» Task objective: Reproduce the records exactly, beginning with their first line and ending with the line that contains "pub fn normalize_server(server: &str)", and output nothing more.
───
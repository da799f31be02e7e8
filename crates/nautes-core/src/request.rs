//! Request building
//!
//! Turns a payload and its kind descriptor into a fully resolved request.
//! Nothing here touches the network.

use crate::error::{NautesError, Result};
use crate::schema::ResourceDescriptor;
use serde_json::Value;
use std::fmt;

/// Query parameter asking the server to skip its compliance check.
pub const SKIP_CHECK_QUERY: &str = "insecure_skip_check=true";

/// HTTP verbs used against the API server
#[derive(Debug, Clone, Copy, PartialEq, Eq)]
pub enum Method {
    Get,
    Post,
    Delete,
}

impl Method {
    pub fn as_str(&self) -> &'static str {
        match self {
            Method::Get => "GET",
            Method::Post => "POST",
            Method::Delete => "DELETE",
        }
    }

    /// Only POST carries a body on the wire.
    pub fn sends_body(&self) -> bool {
        matches!(self, Method::Post)
    }
}

impl fmt::Display for Method {
    fn fmt(&self, f: &mut fmt::Formatter<'_>) -> fmt::Result {
        f.write_str(self.as_str())
    }
}

/// A resolved request, ready for a [`crate::transport::Transport`]
#[derive(Debug, Clone, PartialEq)]
pub struct Request {
    /// Kind the request operates on, surfaced in error messages.
    pub kind: &'static str,
    pub method: Method,
    pub url: String,
    /// Serialized payload. Transports drop it for GET and DELETE.
    pub body: Vec<u8>,
}

impl Request {
    pub fn body_text(&self) -> String {
        String::from_utf8_lossy(&self.body).into_owned()
    }
}

/// Trims a single trailing `/` from the API server base.
pub fn normalize_server(server: &str) -> &str {
    server.strip_suffix('/').unwrap_or(server)
}

/// Builds the request for one payload.
///
/// Placeholders in the path template are filled strictly in the order of
/// `descriptor.path_var_names`; the template text is never searched by name.
pub fn build(
    method: Method,
    server: &str,
    descriptor: &ResourceDescriptor,
    payload: &Value,
    skip_check: bool,
) -> Result<Request> {
    let path = fill_template(descriptor, payload)?;
    let mut url = format!("{}{}", normalize_server(server), path);
    if skip_check {
        url = format!("{url}?{SKIP_CHECK_QUERY}");
    }

    let body = serde_json::to_vec(payload)
        .map_err(|e| NautesError::decode(format!("{} payload", descriptor.kind), e))?;

    Ok(Request {
        kind: descriptor.kind,
        method,
        url,
        body,
    })
}

/// Builds the list GET for a kind.
///
/// The name placeholder is filled with an empty string and the resulting
/// trailing `/` is dropped, so `/api/v1/products/{}` becomes
/// `/api/v1/products`.
pub fn build_list(
    server: &str,
    descriptor: &ResourceDescriptor,
    payload: &Value,
    skip_check: bool,
) -> Result<Request> {
    let mut payload = payload.clone();
    if let Value::Object(map) = &mut payload {
        map.insert(descriptor.name_field().to_string(), Value::from(""));
    }

    let path = fill_template(descriptor, &payload)?;
    let path = path.strip_suffix('/').unwrap_or(&path);
    let mut url = format!("{}{}", normalize_server(server), path);
    if skip_check {
        url = format!("{url}?{SKIP_CHECK_QUERY}");
    }

    Ok(Request {
        kind: descriptor.kind,
        method: Method::Get,
        url,
        body: Vec::new(),
    })
}

fn fill_template(descriptor: &ResourceDescriptor, payload: &Value) -> Result<String> {
    let mut path = descriptor.path_template.to_string();
    for name in descriptor.path_var_names {
        let value = path_var(descriptor, payload, name)?;
        path = path.replacen("{}", value, 1);
    }
    Ok(path)
}

fn path_var<'a>(
    descriptor: &ResourceDescriptor,
    payload: &'a Value,
    name: &str,
) -> Result<&'a str> {
    let field = payload
        .get(name)
        .ok_or_else(|| NautesError::FieldNotFound {
            kind: descriptor.kind.to_string(),
            field: name.to_string(),
        })?;

    field.as_str().ok_or_else(|| NautesError::TypeMismatch {
        kind: descriptor.kind.to_string(),
        field: name.to_string(),
        found: json_type_name(field).to_string(),
    })
}

fn json_type_name(value: &Value) -> &'static str {
    match value {
        Value::Null => "null",
        Value::Bool(_) => "bool",
        Value::Number(_) => "number",
        Value::String(_) => "string",
        Value::Array(_) => "array",
        Value::Object(_) => "object",
    }
}

#[cfg(test)]
mod tests {
    use super::*;
    use serde_json::json;

    const ENVIRONMENT: ResourceDescriptor = ResourceDescriptor {
        kind: "Environment",
        path_template: "/api/v1/products/{}/environments/{}",
        path_var_names: &["product", "name"],
        aliases: &["env", "envs"],
        apply_order: 2,
        remove_order: 5,
        scope_field: Some("product"),
    };

    #[test]
    fn test_placeholders_follow_var_order() {
        let payload = json!({ "name": "dev", "product": "shop", "cluster": "c1" });
        let request = build(Method::Post, "http://api:8000/", &ENVIRONMENT, &payload, false)
            .expect("build request");

        assert_eq!(request.url, "http://api:8000/api/v1/products/shop/environments/dev");
        assert_eq!(request.kind, "Environment");
        let body: Value = serde_json::from_slice(&request.body).unwrap();
        assert_eq!(body, payload);
    }

    #[test]
    fn test_skip_check_query() {
        let payload = json!({ "name": "dev", "product": "shop" });
        let request = build(Method::Delete, "http://api", &ENVIRONMENT, &payload, true).unwrap();
        assert_eq!(
            request.url,
            "http://api/api/v1/products/shop/environments/dev?insecure_skip_check=true"
        );
        assert!(!request.method.sends_body());
    }

    #[test]
    fn test_missing_path_var() {
        let payload = json!({ "name": "dev" });
        let err = build(Method::Get, "http://api", &ENVIRONMENT, &payload, false).unwrap_err();
        assert!(matches!(err, NautesError::FieldNotFound { ref field, .. } if field == "product"));
        assert!(err.is_fatal());
    }

    #[test]
    fn test_non_string_path_var() {
        let payload = json!({ "name": 42, "product": "shop" });
        let err = build(Method::Get, "http://api", &ENVIRONMENT, &payload, false).unwrap_err();
        assert!(matches!(err, NautesError::TypeMismatch { ref found, .. } if found == "number"));
    }

    #[test]
    fn test_list_url_drops_name_segment() {
        let payload = json!({ "name": "ignored", "product": "shop" });
        let request = build_list("http://api/", &ENVIRONMENT, &payload, false).unwrap();
        assert_eq!(request.url, "http://api/api/v1/products/shop/environments");
        assert_eq!(request.method, Method::Get);
        assert!(request.body.is_empty());
    }

    #[test]
    fn test_normalize_server_trims_one_slash() {
        assert_eq!(normalize_server("http://api/"), "http://api");
        assert_eq!(normalize_server("http://api"), "http://api");
        assert_eq!(normalize_server("http://api//"), "http://api/");
    }
}
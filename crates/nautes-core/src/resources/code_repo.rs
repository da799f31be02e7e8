use crate::schema::{Field, Resource, ResourceDescriptor, Tabular};
use serde::{Deserialize, Serialize};

/// Source repository owned by a product
#[derive(Debug, Clone, Default, PartialEq, Serialize, Deserialize)]
#[serde(default)]
pub struct CodeRepo {
    pub name: String,
    pub product: String,
    pub project: String,
    pub git: Option<CodeRepoGit>,
    pub webhook: Option<Webhook>,
    #[serde(alias = "deploymentRuntime")]
    pub deployment_runtime: bool,
    #[serde(alias = "projectPipelineRuntime")]
    pub pipeline_runtime: bool,
}

#[derive(Debug, Clone, Default, PartialEq, Serialize, Deserialize)]
#[serde(default)]
pub struct CodeRepoGit {
    pub gitlab: Option<GitRepoDetails>,
}

#[derive(Debug, Clone, Default, PartialEq, Serialize, Deserialize)]
#[serde(default)]
pub struct Webhook {
    pub events: Option<Vec<String>>,
}

#[derive(Debug, Clone, Default, PartialEq, Serialize, Deserialize)]
#[serde(default)]
pub struct GitRepoDetails {
    pub name: String,
    pub path: String,
    pub visibility: String,
    pub description: String,
    #[serde(alias = "sshUrlToRepo")]
    pub ssh_url_to_repo: String,
    #[serde(alias = "httpUrlToRepo")]
    pub http_url_to_repo: String,
}

impl Resource for CodeRepo {
    const DESCRIPTOR: ResourceDescriptor = ResourceDescriptor {
        kind: "CodeRepo",
        path_template: "/api/v1/products/{}/coderepos/{}",
        path_var_names: &["product", "name"],
        aliases: &["cr", "crs"],
        apply_order: 4,
        remove_order: 3,
        scope_field: Some("product"),
    };
}

impl Tabular for CodeRepo {
    fn fields() -> Vec<Field> {
        vec![
            Field::string("name").column("name"),
            Field::string("product").column("product"),
            Field::string("project").column("project").merge_to("product"),
            Field::nested::<CodeRepoGit>("git").optional(),
            Field::nested::<Webhook>("webhook").optional(),
            Field::bool("deployment_runtime"),
            Field::bool("pipeline_runtime"),
        ]
    }
}

impl Tabular for CodeRepoGit {
    fn fields() -> Vec<Field> {
        vec![Field::nested::<GitRepoDetails>("gitlab").optional()]
    }
}

impl Tabular for Webhook {
    fn fields() -> Vec<Field> {
        vec![Field::string("events").list().optional()]
    }
}

impl Tabular for GitRepoDetails {
    fn fields() -> Vec<Field> {
        vec![
            Field::string("name"),
            Field::string("path").column("path"),
            Field::string("visibility").column("visibility").merge_to("path"),
            Field::string("description"),
            Field::string("ssh_url_to_repo").column("ssh_url_to_repo"),
            Field::string("http_url_to_repo")
                .column("http_url_to_repo")
                .merge_to("ssh_url_to_repo"),
        ]
    }
}
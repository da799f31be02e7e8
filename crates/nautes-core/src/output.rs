//! Output formats for `get`

use crate::error::{NautesError, Result};
use crate::projector::project;
use crate::schema::Field;
use crate::table::Table;
use serde_json::Value;
use std::io::Write;
use std::str::FromStr;

/// How retrieved items are printed
#[derive(Debug, Clone, Copy, Default, PartialEq, Eq)]
pub enum OutputFormat {
    /// Aligned table (`wide`, or no format given)
    #[default]
    Table,
    Json,
    Yaml,
}

impl FromStr for OutputFormat {
    type Err = NautesError;

    fn from_str(s: &str) -> Result<Self> {
        match s {
            "" | "wide" => Ok(OutputFormat::Table),
            "json" => Ok(OutputFormat::Json),
            "yaml" => Ok(OutputFormat::Yaml),
            other => Err(NautesError::UnknownOutputFormat(other.to_string())),
        }
    }
}

/// Items retrieved by one `get`
#[derive(Debug, Clone, Default, PartialEq)]
pub struct Listing {
    pub items: Vec<Value>,
    /// Exactly one name was requested; JSON/YAML print the item unwrapped.
    pub single: bool,
}

impl Listing {
    pub fn write<W: Write>(&self, format: OutputFormat, fields: &[Field], out: &mut W) -> Result<()> {
        match format {
            OutputFormat::Table => {
                Table::render(&project(fields), fields, &self.items).write(out)?;
            }
            OutputFormat::Json => {
                let text = serde_json::to_string_pretty(&self.document())
                    .map_err(|e| NautesError::decode("json output", e))?;
                writeln!(out, "{text}")?;
            }
            OutputFormat::Yaml => {
                let text = serde_yaml::to_string(&self.document())
                    .map_err(|e| NautesError::decode("yaml output", e))?;
                write!(out, "{text}")?;
            }
        }
        Ok(())
    }

    fn document(&self) -> Value {
        match self.items.as_slice() {
            [item] if self.single => item.clone(),
            items => Value::Array(items.to_vec()),
        }
    }
}

#[cfg(test)]
mod tests {
    use super::*;
    use crate::resources::Environment;
    use crate::schema::Tabular;
    use serde_json::json;

    fn render(listing: &Listing, format: OutputFormat) -> String {
        let mut out = Vec::new();
        listing
            .write(format, &Environment::fields(), &mut out)
            .unwrap();
        String::from_utf8(out).unwrap()
    }

    fn dev() -> Value {
        json!({ "name": "dev", "product": "shop", "cluster": "c1", "env_type": "test" })
    }

    #[test]
    fn test_parse_formats() {
        assert_eq!("".parse::<OutputFormat>().unwrap(), OutputFormat::Table);
        assert_eq!("wide".parse::<OutputFormat>().unwrap(), OutputFormat::Table);
        assert_eq!("json".parse::<OutputFormat>().unwrap(), OutputFormat::Json);
        assert_eq!("yaml".parse::<OutputFormat>().unwrap(), OutputFormat::Yaml);
        assert!(matches!(
            "xml".parse::<OutputFormat>(),
            Err(NautesError::UnknownOutputFormat(ref f)) if f == "xml"
        ));
    }

    #[test]
    fn test_single_item_is_unwrapped() {
        let listing = Listing {
            items: vec![dev()],
            single: true,
        };
        let text = render(&listing, OutputFormat::Json);
        let parsed: Value = serde_json::from_str(&text).unwrap();
        assert_eq!(parsed, dev());
        assert!(text.starts_with("{\n  \"name\": \"dev\""));
    }

    #[test]
    fn test_multiple_items_stay_wrapped() {
        let listing = Listing {
            items: vec![dev()],
            single: false,
        };
        let parsed: Value = serde_json::from_str(&render(&listing, OutputFormat::Json)).unwrap();
        assert_eq!(parsed, json!([dev()]));
    }

    #[test]
    fn test_empty_list_is_not_null() {
        let listing = Listing::default();
        assert_eq!(render(&listing, OutputFormat::Json), "[]\n");
        assert_eq!(render(&listing, OutputFormat::Yaml), "[]\n");
    }

    #[test]
    fn test_yaml_output() {
        let listing = Listing {
            items: vec![dev()],
            single: true,
        };
        let text = render(&listing, OutputFormat::Yaml);
        assert!(text.starts_with("name: dev\n"));
        assert!(text.contains("env_type: test\n"));
    }

    #[test]
    fn test_table_output() {
        let listing = Listing {
            items: vec![dev()],
            single: true,
        };
        let text = render(&listing, OutputFormat::Table);
        let lines: Vec<&str> = text.lines().collect();
        assert_eq!(lines.len(), 2);
        assert!(lines[0].starts_with("NAME"));
        assert!(lines[0].ends_with("ENV_TYPE"));
        assert!(lines[1].starts_with("dev"));
    }
}
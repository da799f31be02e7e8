use std::path::PathBuf;
use thiserror::Error;

#[derive(Error, Debug)]
pub enum ConfigError {
    #[error("設定ディレクトリが見つかりません")]
    ConfigDirNotFound,

    #[error("設定ファイルの解析に失敗しました: {path}\n{message}")]
    Parse { path: PathBuf, message: String },

    #[error("{name} が指定されていません。--{flag} オプションまたは環境変数 {env} で指定してください")]
    Missing {
        name: &'static str,
        flag: &'static str,
        env: &'static str,
    },

    #[error("IO エラー: {0}")]
    Io(#[from] std::io::Error),
}

pub type Result<T> = std::result::Result<T, ConfigError>;
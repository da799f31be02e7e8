//! Error types for the Nautes core

use thiserror::Error;

/// Errors raised while building, sending or rendering resource requests
#[derive(Error, Debug)]
pub enum NautesError {
    #[error("failed to decode {context}: {message}")]
    Decode { context: String, message: String },

    #[error("{field} field not found in {kind} spec")]
    FieldNotFound { kind: String, field: String },

    #[error("field {field} of {kind} must be a string, found {found}")]
    TypeMismatch {
        kind: String,
        field: String,
        found: String,
    },

    #[error("error sending {method} request to {url}: {message}")]
    Transport {
        method: String,
        url: String,
        message: String,
    },

    #[error("failed to operate {kind} ({method} {url}, status {status}):\n{body}")]
    RemoteRejected {
        kind: String,
        method: String,
        url: String,
        status: u16,
        body: String,
    },

    #[error("unknown output format: {0} (expected one of: json|yaml|wide)")]
    UnknownOutputFormat(String),

    #[error("unknown resource kind: {0}")]
    UnknownKind(String),

    #[error("column `{from}` merges into `{to}`, but no column is named `{to}`")]
    UnresolvedMerge { from: String, to: String },

    #[error("IO error: {0}")]
    Io(#[from] std::io::Error),
}

impl NautesError {
    pub fn decode(context: impl Into<String>, err: impl std::fmt::Display) -> Self {
        Self::Decode {
            context: context.into(),
            message: err.to_string(),
        }
    }

    /// Malformed input that would corrupt every following request.
    ///
    /// Batch loops abort on these and keep going on everything else.
    pub fn is_fatal(&self) -> bool {
        matches!(
            self,
            Self::Decode { .. } | Self::FieldNotFound { .. } | Self::TypeMismatch { .. }
        )
    }
}

pub type Result<T> = std::result::Result<T, NautesError>;
//! Declarative resource schema
//!
//! Every payload type describes its own shape once through [`Tabular`];
//! commands, URLs and display tables are all derived from that description
//! instead of being written per resource kind.
//!
//! ```text
//! ClusterSpec ──fields()──▶ [Field { name, kind, column, merge_to }, ...]
//!      │                              │
//!      │ DESCRIPTOR                   ├─▶ projector  (columns + merges)
//!      ▼                              └─▶ table      (cell extraction)
//! ResourceDescriptor ──▶ request builder (path template + path vars)
//! ```

use serde::Serialize;
use serde::de::DeserializeOwned;

/// Leaf value types that can be rendered into a table cell
#[derive(Debug, Clone, Copy, PartialEq, Eq)]
pub enum Scalar {
    Str,
    Bool,
    Int,
    Float,
}

/// Shape of a declared field
#[derive(Debug, Clone)]
pub enum FieldKind {
    Scalar(Scalar),
    /// Nested structure; the function returns its field list.
    Struct(fn() -> Vec<Field>),
    /// Nullable value (serialized as `null` when absent).
    Optional(Box<FieldKind>),
    List(Box<FieldKind>),
    /// Key/value mapping. Never projected into columns.
    Map,
}

impl FieldKind {
    /// Strips any number of `Optional` layers.
    pub fn unwrap_optional(&self) -> &FieldKind {
        match self {
            FieldKind::Optional(inner) => inner.unwrap_optional(),
            other => other,
        }
    }
}

/// One declared field of a payload type
#[derive(Debug, Clone)]
pub struct Field {
    /// Wire (JSON) name of the field.
    pub name: &'static str,
    pub kind: FieldKind,
    /// Display annotation, optionally `Display:subfield`.
    pub column: Option<&'static str>,
    /// Display name of the column this field is folded into.
    pub merge_to: Option<&'static str>,
}

impl Field {
    fn new(name: &'static str, kind: FieldKind) -> Self {
        Self {
            name,
            kind,
            column: None,
            merge_to: None,
        }
    }

    pub fn string(name: &'static str) -> Self {
        Self::new(name, FieldKind::Scalar(Scalar::Str))
    }

    pub fn bool(name: &'static str) -> Self {
        Self::new(name, FieldKind::Scalar(Scalar::Bool))
    }

    pub fn int(name: &'static str) -> Self {
        Self::new(name, FieldKind::Scalar(Scalar::Int))
    }

    pub fn float(name: &'static str) -> Self {
        Self::new(name, FieldKind::Scalar(Scalar::Float))
    }

    pub fn nested<T: Tabular>(name: &'static str) -> Self {
        Self::new(name, FieldKind::Struct(T::fields))
    }

    pub fn map(name: &'static str) -> Self {
        Self::new(name, FieldKind::Map)
    }

    /// Turns the field into a list of its current kind.
    pub fn list(mut self) -> Self {
        self.kind = FieldKind::List(Box::new(self.kind));
        self
    }

    /// Marks the field as nullable.
    pub fn optional(mut self) -> Self {
        self.kind = FieldKind::Optional(Box::new(self.kind));
        self
    }

    pub fn column(mut self, display: &'static str) -> Self {
        self.column = Some(display);
        self
    }

    pub fn merge_to(mut self, target: &'static str) -> Self {
        self.merge_to = Some(target);
        self
    }
}

/// Types whose shape can be walked for display
pub trait Tabular {
    fn fields() -> Vec<Field>;
}

/// Static, per-kind request metadata
#[derive(Debug, Clone, Copy, PartialEq, Eq)]
pub struct ResourceDescriptor {
    /// Canonical kind as written in manifests, e.g. `CodeRepoBinding`.
    pub kind: &'static str,
    /// URL path with positional `{}` placeholders.
    pub path_template: &'static str,
    /// Payload fields filling the placeholders, in placeholder order.
    pub path_var_names: &'static [&'static str],
    pub aliases: &'static [&'static str],
    pub apply_order: u32,
    pub remove_order: u32,
    /// Payload field set from the product scope flag, if the kind is scoped.
    pub scope_field: Option<&'static str>,
}

impl ResourceDescriptor {
    /// Lowercased kind, used as the primary command name.
    pub fn command_name(&self) -> String {
        self.kind.to_lowercase()
    }

    /// Every name the kind answers to on the command line.
    pub fn command_names(&self) -> Vec<String> {
        let name = self.command_name();
        let plural = format!("{name}s");
        let mut names = vec![name, plural];
        names.extend(self.aliases.iter().map(|a| a.to_string()));
        names
    }

    /// Wire name of the field that identifies a single instance.
    pub fn name_field(&self) -> &'static str {
        self.path_var_names.last().copied().unwrap_or("name")
    }
}

/// A payload type bound to its kind descriptor
pub trait Resource:
    Tabular + Default + Serialize + DeserializeOwned + Send + Sync + 'static
{
    const DESCRIPTOR: ResourceDescriptor;
}
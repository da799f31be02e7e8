//! Manifest document source
//!
//! A source file holds any number of YAML documents separated by `---`.
//! Each document carries `apiVersion`, `kind` and a `spec` payload.

use crate::error::{NautesError, Result};
use serde::{Deserialize, Serialize};
use std::collections::BTreeMap;
use tracing::debug;

/// One parsed manifest
#[derive(Debug, Clone, PartialEq, Serialize, Deserialize)]
pub struct ResourceDocument {
    #[serde(rename = "apiVersion", default)]
    pub api_version: String,
    pub kind: String,
    /// Untyped payload, decoded by the kind it belongs to.
    #[serde(default)]
    pub spec: serde_yaml::Value,
}

/// Parses every non-empty document of a multi-document YAML stream.
pub fn parse_documents(source: &str) -> Result<Vec<ResourceDocument>> {
    let mut documents = Vec::new();

    for (index, raw) in serde_yaml::Deserializer::from_str(source).enumerate() {
        let value = serde_yaml::Value::deserialize(raw)
            .map_err(|e| NautesError::decode(format!("document #{}", index + 1), e))?;
        if value.is_null() {
            continue;
        }

        let document: ResourceDocument = serde_yaml::from_value(value)
            .map_err(|e| NautesError::decode(format!("document #{}", index + 1), e))?;
        debug!(kind = %document.kind, index, "parsed document");
        documents.push(document);
    }

    Ok(documents)
}

/// Groups documents by declared kind, keeping source order inside each group.
pub fn group_by_kind(documents: &[ResourceDocument]) -> BTreeMap<&str, Vec<&ResourceDocument>> {
    let mut groups: BTreeMap<&str, Vec<&ResourceDocument>> = BTreeMap::new();
    for document in documents {
        groups.entry(document.kind.as_str()).or_default().push(document);
    }
    groups
}
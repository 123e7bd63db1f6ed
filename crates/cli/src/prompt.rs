use std::io::{self, BufRead, Write};

use expense_tracker_core::prompt::UserPrompt;

/// stdin/stdout-backed prompts: alerts print immediately, confirmations
/// block on a y/N answer and default to No.
pub struct TerminalPrompt;

impl UserPrompt for TerminalPrompt {
    fn alert(&self, message: &str) {
        println!("⚠  {message}");
    }

    fn confirm(&self, message: &str) -> bool {
        print!("{message} [y/N] ");
        let _ = io::stdout().flush();

        let mut answer = String::new();
        if io::stdin().lock().read_line(&mut answer).is_err() {
            return false;
        }
        matches!(answer.trim().to_lowercase().as_str(), "y" | "yes")
    }
}
use thiserror::Error;

/// Unified error type for the entire expense-tracker-core library.
/// Every fallible operation returns `Result<T, CoreError>`.
#[derive(Debug, Error)]
pub enum CoreError {
    // ── Transport / Backend ─────────────────────────────────────────
    #[error("Network error: {0}")]
    Network(String),

    /// The backend answered with a non-success status. `message` is the
    /// plain-text response body, which carries the server's own
    /// explanation (e.g. a server-side validation failure).
    #[error("Backend returned status {status}: {message}")]
    Backend { status: u16, message: String },

    #[error("Deserialization error: {0}")]
    Deserialization(String),

    // ── Client-side ─────────────────────────────────────────────────
    /// Form validation failed before any request was issued.
    #[error("Validation failed: {0}")]
    Validation(String),
}

// ── Conversion helpers (From impls) ─────────────────────────────────

impl From<reqwest::Error> for CoreError {
    fn from(e: reqwest::Error) -> Self {
        CoreError::Network(e.to_string())
    }
}

impl From<serde_json::Error> for CoreError {
    fn from(e: serde_json::Error) -> Self {
        CoreError::Deserialization(e.to_string())
    }
}
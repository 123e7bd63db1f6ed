use crate::models::budget::BudgetSummary;

const HEADING: &str = "📊 Budget Summary";

/// Render the budget summary region: two-decimal dollar total plus the
/// expense count, exactly as the backend reported them.
#[must_use]
pub fn render(summary: &BudgetSummary) -> String {
    format!(
        "{HEADING}\n${:.2}\n{} expenses",
        summary.total_expenses, summary.expense_count
    )
}

/// Fallback shown when the summary fetch fails.
#[must_use]
pub fn render_unavailable() -> String {
    format!("{HEADING}\nFailed to load budget")
}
───
» Completed task:
repository da799f31be02e7e8
filename crates/nautes-core/src/request.rs
//! Request building
//!
//! Turns a payload and its kind descriptor into a fully resolved request.
//! Nothing here touches the network.

use crate::error::{NautesError, Result};
use crate::schema::ResourceDescriptor;
use serde_json::Value;
use std::fmt;

/// Query parameter asking the server to skip its compliance check.
pub const SKIP_CHECK_QUERY: &str = "insecure_skip_check=true";

/// HTTP verbs used against the API server
#[derive(Debug, Clone, Copy, PartialEq, Eq)]
pub enum Method {
    Get,
    Post,
    Delete,
}

impl Method {
    pub fn as_str(&self) -> &'static str {
        match self {
            Method::Get => "GET",
            Method::Post => "POST",
            Method::Delete => "DELETE",
        }
    }

    /// Only POST carries a body on the wire.
    pub fn sends_body(&self) -> bool {
        matches!(self, Method::Post)
    }
}

impl fmt::Display for Method {
    fn fmt(&self, f: &mut fmt::Formatter<'_>) -> fmt::Result {
        f.write_str(self.as_str())
    }
}

/// A resolved request, ready for a [`crate::transport::Transport`]
#[derive(Debug, Clone, PartialEq)]
pub struct Request {
    /// Kind the request operates on, surfaced in error messages.
    pub kind: &'static str,
    pub method: Method,
    pub url: String,
    /// Serialized payload. Transports drop it for GET and DELETE.
    pub body: Vec<u8>,
}

impl Request {
    pub fn body_text(&self) -> String {
        String::from_utf8_lossy(&self.body).into_owned()
    }
}

/// Trims a single trailing `/` from the API server base.
pub fn normalize_server(server: &str) -> &str {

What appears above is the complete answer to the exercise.